Scams in security testing

Dedicated to people who submit Web scanner results to their software vendors.

A while ago I stumbled upon a book on software testing. Not security, mind you, just plain normal software testing. By my favourite "techie" author Gerald Weinberg - Perfect software and other illusions about software testing. It's a great read for app security folks, as long as you are capable of making basic domain substitutions.

My favourite chapter in the book is "Testing scams", where the author follows up his earlier discussion of fallacies in testing with a list of outright scams by vendors promising to sell a magic testing tools. He says
"Here's the secret about tools: Good tools amplify effectiveness. If your testing effectiveness is negative, adding tools will only amplify the negativity. Any other claim a tool vendor makes is, most likely, some kind of scam."
I made a short summary of this chapter, with examples from security testing domain (mostly web, "dynamic" and source code, "static" scanners). Text in quote marks is from the book, apart from the obvious phrases.

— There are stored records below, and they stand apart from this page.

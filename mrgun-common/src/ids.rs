//! Opaque stable identifiers.
//!
//! The wire format sometimes prefixes ids with a type tag (`site_<uuid>`,
//! `op_<uuid>`) and sometimes doesn't. Every boundary that accepts an id from
//! a client normalises it to its bare form before it reaches the store or
//! the engine; nothing downstream should ever see a prefixed string again.

use std::fmt;

use serde::{Deserialize, Serialize};
use uuid::Uuid;

/// Failure to parse a caller-supplied id string.
#[derive(Debug, Clone, thiserror::Error)]
#[error("'{raw}' is not a valid {kind} id")]
pub struct IdParseError {
    pub kind: &'static str,
    pub raw: String,
}

/// Strips an optional `prefix_` tag, then parses the remainder as a UUID.
/// Accepts both `<prefix>_<uuid>` and bare `<uuid>`; anything else is
/// rejected rather than guessed at.
fn normalize(raw: &str, prefix: &str, kind: &'static str) -> Result<Uuid, IdParseError> {
    let stripped = raw.strip_prefix(prefix).unwrap_or(raw);
    Uuid::parse_str(stripped).map_err(|_| IdParseError {
        kind,
        raw: raw.to_string(),
    })
}

macro_rules! opaque_id {
    ($name:ident, $prefix:literal, $kind:literal) => {
        #[derive(
            Debug, Clone, Copy, PartialEq, Eq, PartialOrd, Ord, Hash, Serialize, Deserialize,
        )]
        #[serde(transparent)]
        pub struct $name(Uuid);

        impl $name {
            pub fn new(uuid: Uuid) -> Self {
                Self(uuid)
            }

            pub fn generate() -> Self {
                Self(Uuid::new_v4())
            }

            pub fn parse(raw: &str) -> Result<Self, IdParseError> {
                normalize(raw, $prefix, $kind).map(Self)
            }

            pub fn as_uuid(&self) -> Uuid {
                self.0
            }
        }

        impl fmt::Display for $name {
            fn fmt(&self, f: &mut fmt::Formatter<'_>) -> fmt::Result {
                write!(f, "{}", self.0)
            }
        }

        impl From<Uuid> for $name {
            fn from(uuid: Uuid) -> Self {
                Self(uuid)
            }
        }
    };
}

opaque_id!(OperatorId, "op_", "operator");
opaque_id!(AdminId, "admin_", "admin");
opaque_id!(SiteId, "site_", "site");
opaque_id!(ApplicationId, "app_", "application");
opaque_id!(UsageRecordId, "usage_", "usage record");
opaque_id!(TransactionId, "txn_", "transaction");
opaque_id!(RefundId, "refund_", "refund");
opaque_id!(InvoiceId, "invoice_", "invoice");
opaque_id!(RechargeOrderId, "recharge_", "recharge order");
opaque_id!(ApplicationRequestId, "apreq_", "application request");

#[cfg(test)]
mod tests {
    use super::*;

    #[test]
    fn accepts_bare_and_prefixed() {
        let uuid = Uuid::new_v4();
        let bare = uuid.to_string();
        let prefixed = format!("site_{uuid}");

        assert_eq!(SiteId::parse(&bare).unwrap().as_uuid(), uuid);
        assert_eq!(SiteId::parse(&prefixed).unwrap().as_uuid(), uuid);
    }

    #[test]
    fn rejects_garbage() {
        assert!(SiteId::parse("not-a-uuid").is_err());
        assert!(SiteId::parse("site_not-a-uuid").is_err());
        assert!(SiteId::parse("").is_err());
    }

    #[test]
    fn wrong_prefix_is_not_special_cased() {
        // A foreign prefix isn't stripped, so the remainder fails to parse
        // as a UUID -- this is the desired "reject anything else" behavior.
        let uuid = Uuid::new_v4();
        let op_prefixed = format!("op_{uuid}");
        assert!(SiteId::parse(&op_prefixed).is_err());
    }
}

1. "Tool demonstration is a scam" - where you are shown a perfect demo, of a scanner running on WebGoat. And when you try it on your own code, the scanner explodes with junk. Of course the demo was carefully designed and tuned to produce the best impression.

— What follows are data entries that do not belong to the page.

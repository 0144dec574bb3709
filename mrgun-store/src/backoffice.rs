//! Persistence for the C5 state machines: refunds, invoices, application
//! requests, and recharge orders. Transition legality itself lives in
//! `mrgun-backoffice`; this module only does the row reads/writes.

use mrgun_common::{
    ids::{ApplicationRequestId, InvoiceId, OperatorId, RechargeOrderId, RefundId},
    Money,
};
use sqlx::{Postgres, Transaction};
use uuid::Uuid;

use crate::{
    error::StoreError,
    models::{
        ApplicationRequestRow, ApplicationRequestStatus, InvoiceRow, InvoiceStatus, InvoiceType,
        RechargeOrderRow, RechargeOrderStatus, RefundRow, RefundStatus,
    },
};

// --- Refund --- //

pub async fn insert_refund(
    tx: &mut Transaction<'_, Postgres>,
    refund_id: RefundId,
    operator_id: OperatorId,
    requested_amount: Money,
    reason: &str,
) -> Result<RefundRow, StoreError> {
    sqlx::query_as::<_, RefundRow>(
        r#"
        INSERT INTO refunds (refund_id, operator_id, requested_amount, reason, status)
        VALUES ($1, $2, $3, $4, 'pending')
        RETURNING refund_id, operator_id, requested_amount, reason, status, reviewer_id, admin_note
        "#,
    )
    .bind(refund_id.as_uuid())
    .bind(operator_id.as_uuid())
    .bind(requested_amount.as_decimal())
    .bind(reason)
    .fetch_one(&mut **tx)
    .await
    .map_err(StoreError::from)
}

pub async fn lock_refund_for_update(
    tx: &mut Transaction<'_, Postgres>,
    refund_id: RefundId,
) -> Result<RefundRow, StoreError> {
    sqlx::query_as::<_, RefundRow>(
        r#"
        SELECT refund_id, operator_id, requested_amount, reason, status, reviewer_id, admin_note
        FROM refunds WHERE refund_id = $1 FOR UPDATE
        "#,
    )
    .bind(refund_id.as_uuid())
    .fetch_optional(&mut **tx)
    .await?
    .ok_or(StoreError::RefundNotFound)
}

pub async fn transition_refund(
    tx: &mut Transaction<'_, Postgres>,
    refund_id: RefundId,
    status: RefundStatus,
    reviewer_id: Option<Uuid>,
    admin_note: Option<String>,
) -> Result<RefundRow, StoreError> {
    sqlx::query_as::<_, RefundRow>(
        r#"
        UPDATE refunds
        SET status = $2, reviewer_id = $3, admin_note = $4
        WHERE refund_id = $1
        RETURNING refund_id, operator_id, requested_amount, reason, status, reviewer_id, admin_note
        "#,
    )
    .bind(refund_id.as_uuid())
    .bind(status)
    .bind(reviewer_id)
    .bind(admin_note)
    .fetch_optional(&mut **tx)
    .await?
    .ok_or(StoreError::RefundNotFound)
}

// --- Invoice --- //

pub async fn insert_invoice(
    tx: &mut Transaction<'_, Postgres>,
    invoice_id: InvoiceId,
    operator_id: OperatorId,
    invoice_type: InvoiceType,
    amount: Money,
    buyer_tax_info: Option<String>,
) -> Result<InvoiceRow, StoreError> {
    sqlx::query_as::<_, InvoiceRow>(
        r#"
        INSERT INTO invoices (invoice_id, operator_id, invoice_type, amount, buyer_tax_info, status)
        VALUES ($1, $2, $3, $4, $5, 'pending')
        RETURNING invoice_id, operator_id, invoice_type, amount, buyer_tax_info, status,
                  invoice_number, invoice_url
        "#,
    )
    .bind(invoice_id.as_uuid())
    .bind(operator_id.as_uuid())
    .bind(invoice_type)
    .bind(amount.as_decimal())
    .bind(buyer_tax_info)
    .fetch_one(&mut **tx)
    .await
    .map_err(StoreError::from)
}

pub async fn lock_invoice_for_update(
    tx: &mut Transaction<'_, Postgres>,
    invoice_id: InvoiceId,
) -> Result<InvoiceRow, StoreError> {
    sqlx::query_as::<_, InvoiceRow>(
        r#"
        SELECT invoice_id, operator_id, invoice_type, amount, buyer_tax_info, status,
               invoice_number, invoice_url
        FROM invoices WHERE invoice_id = $1 FOR UPDATE
        "#,
    )
    .bind(invoice_id.as_uuid())
    .fetch_optional(&mut **tx)
    .await?
    .ok_or(StoreError::InvoiceNotFound)
}

pub async fn transition_invoice(
    tx: &mut Transaction<'_, Postgres>,
    invoice_id: InvoiceId,
    status: InvoiceStatus,
    invoice_number: Option<String>,
    invoice_url: Option<String>,
) -> Result<InvoiceRow, StoreError> {
    sqlx::query_as::<_, InvoiceRow>(
        r#"
        UPDATE invoices
        SET status = $2,
            invoice_number = COALESCE($3, invoice_number),
            invoice_url = COALESCE($4, invoice_url)
        WHERE invoice_id = $1
        RETURNING invoice_id, operator_id, invoice_type, amount, buyer_tax_info, status,
                  invoice_number, invoice_url
        "#,
    )
    .bind(invoice_id.as_uuid())
    .bind(status)
    .bind(invoice_number)
    .bind(invoice_url)
    .fetch_optional(&mut **tx)
    .await?
    .ok_or(StoreError::InvoiceNotFound)
}

// --- ApplicationRequest --- //

pub async fn insert_application_request(
    tx: &mut Transaction<'_, Postgres>,
    request_id: ApplicationRequestId,
    operator_id: OperatorId,
    application_id: Uuid,
    reason: &str,
) -> Result<ApplicationRequestRow, StoreError> {
    sqlx::query_as::<_, ApplicationRequestRow>(
        r#"
        INSERT INTO application_requests (request_id, operator_id, application_id, reason, status)
        VALUES ($1, $2, $3, $4, 'pending')
        RETURNING request_id, operator_id, application_id, reason, status, reviewer_id,
                  reviewed_at, admin_note
        "#,
    )
    .bind(request_id.as_uuid())
    .bind(operator_id.as_uuid())
    .bind(application_id)
    .bind(reason)
    .fetch_one(&mut **tx)
    .await
    .map_err(StoreError::from)
}

pub async fn lock_application_request_for_update(
    tx: &mut Transaction<'_, Postgres>,
    request_id: ApplicationRequestId,
) -> Result<ApplicationRequestRow, StoreError> {
    sqlx::query_as::<_, ApplicationRequestRow>(
        r#"
        SELECT request_id, operator_id, application_id, reason, status, reviewer_id,
               reviewed_at, admin_note
        FROM application_requests WHERE request_id = $1 FOR UPDATE
        "#,
    )
    .bind(request_id.as_uuid())
    .fetch_optional(&mut **tx)
    .await?
    .ok_or(StoreError::ApplicationRequestNotFound)
}

pub async fn transition_application_request(
    tx: &mut Transaction<'_, Postgres>,
    request_id: ApplicationRequestId,
    status: ApplicationRequestStatus,
    reviewer_id: Uuid,
    admin_note: Option<String>,
) -> Result<ApplicationRequestRow, StoreError> {
    sqlx::query_as::<_, ApplicationRequestRow>(
        r#"
        UPDATE application_requests
        SET status = $2, reviewer_id = $3, reviewed_at = NOW(), admin_note = $4
        WHERE request_id = $1
        RETURNING request_id, operator_id, application_id, reason, status, reviewer_id,
                  reviewed_at, admin_note
        "#,
    )
    .bind(request_id.as_uuid())
    .bind(status)
    .bind(reviewer_id)
    .bind(admin_note)
    .fetch_optional(&mut **tx)
    .await?
    .ok_or(StoreError::ApplicationRequestNotFound)
}

// --- RechargeOrder --- //

pub async fn lock_recharge_order_for_update(
    tx: &mut Transaction<'_, Postgres>,
    order_id: RechargeOrderId,
) -> Result<RechargeOrderRow, StoreError> {
    sqlx::query_as::<_, RechargeOrderRow>(
        r#"
        SELECT order_id, operator_id, amount, payment_method, status, expires_at
        FROM recharge_orders WHERE order_id = $1 FOR UPDATE
        "#,
    )
    .bind(order_id.as_uuid())
    .fetch_optional(&mut **tx)
    .await?
    .ok_or(StoreError::RechargeOrderNotFound)
}

pub async fn mark_recharge_order_paid(
    tx: &mut Transaction<'_, Postgres>,
    order_id: RechargeOrderId,
) -> Result<RechargeOrderRow, StoreError> {
    sqlx::query_as::<_, RechargeOrderRow>(
        r#"
        UPDATE recharge_orders SET status = 'paid'
        WHERE order_id = $1
        RETURNING order_id, operator_id, amount, payment_method, status, expires_at
        "#,
    )
    .bind(order_id.as_uuid())
    .fetch_optional(&mut **tx)
    .await?
    .ok_or(StoreError::RechargeOrderNotFound)
}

Subtype 1a: You are not allowed do your own PoC without vendor's helpful supervision. At the least, they will give you a spreadsheet with criteria to compare their product against others.

Note: If you are not capable of conducting your own PoC without asking vendors for help, you should not be buying any of those tools in the first place.

2. "With all these testimonials, it must be good" - where there isn't even a demo, but you get a pile of whitepapers with pseudo-test results (comparisons, certifications, endorsements). These docs usually "appear to contain information, but ... only identify charlatans who took a fee or some payment [in kind] for the used of their names".

As a test, try requesting personal testimonies from the customers involved, ideally see how they use the tool. If the vendor cannot produce a single customer who is excited about their product so much that they want to show you how wonderful it is, it's a crap tool.

3. "We scam you with our pricing" - where the vendor creates cognitive dissonance among previously scammed people. As a result, despite the expensive purchase being a failure on all levels, from purchasers to end users, they keep this fact to themselves.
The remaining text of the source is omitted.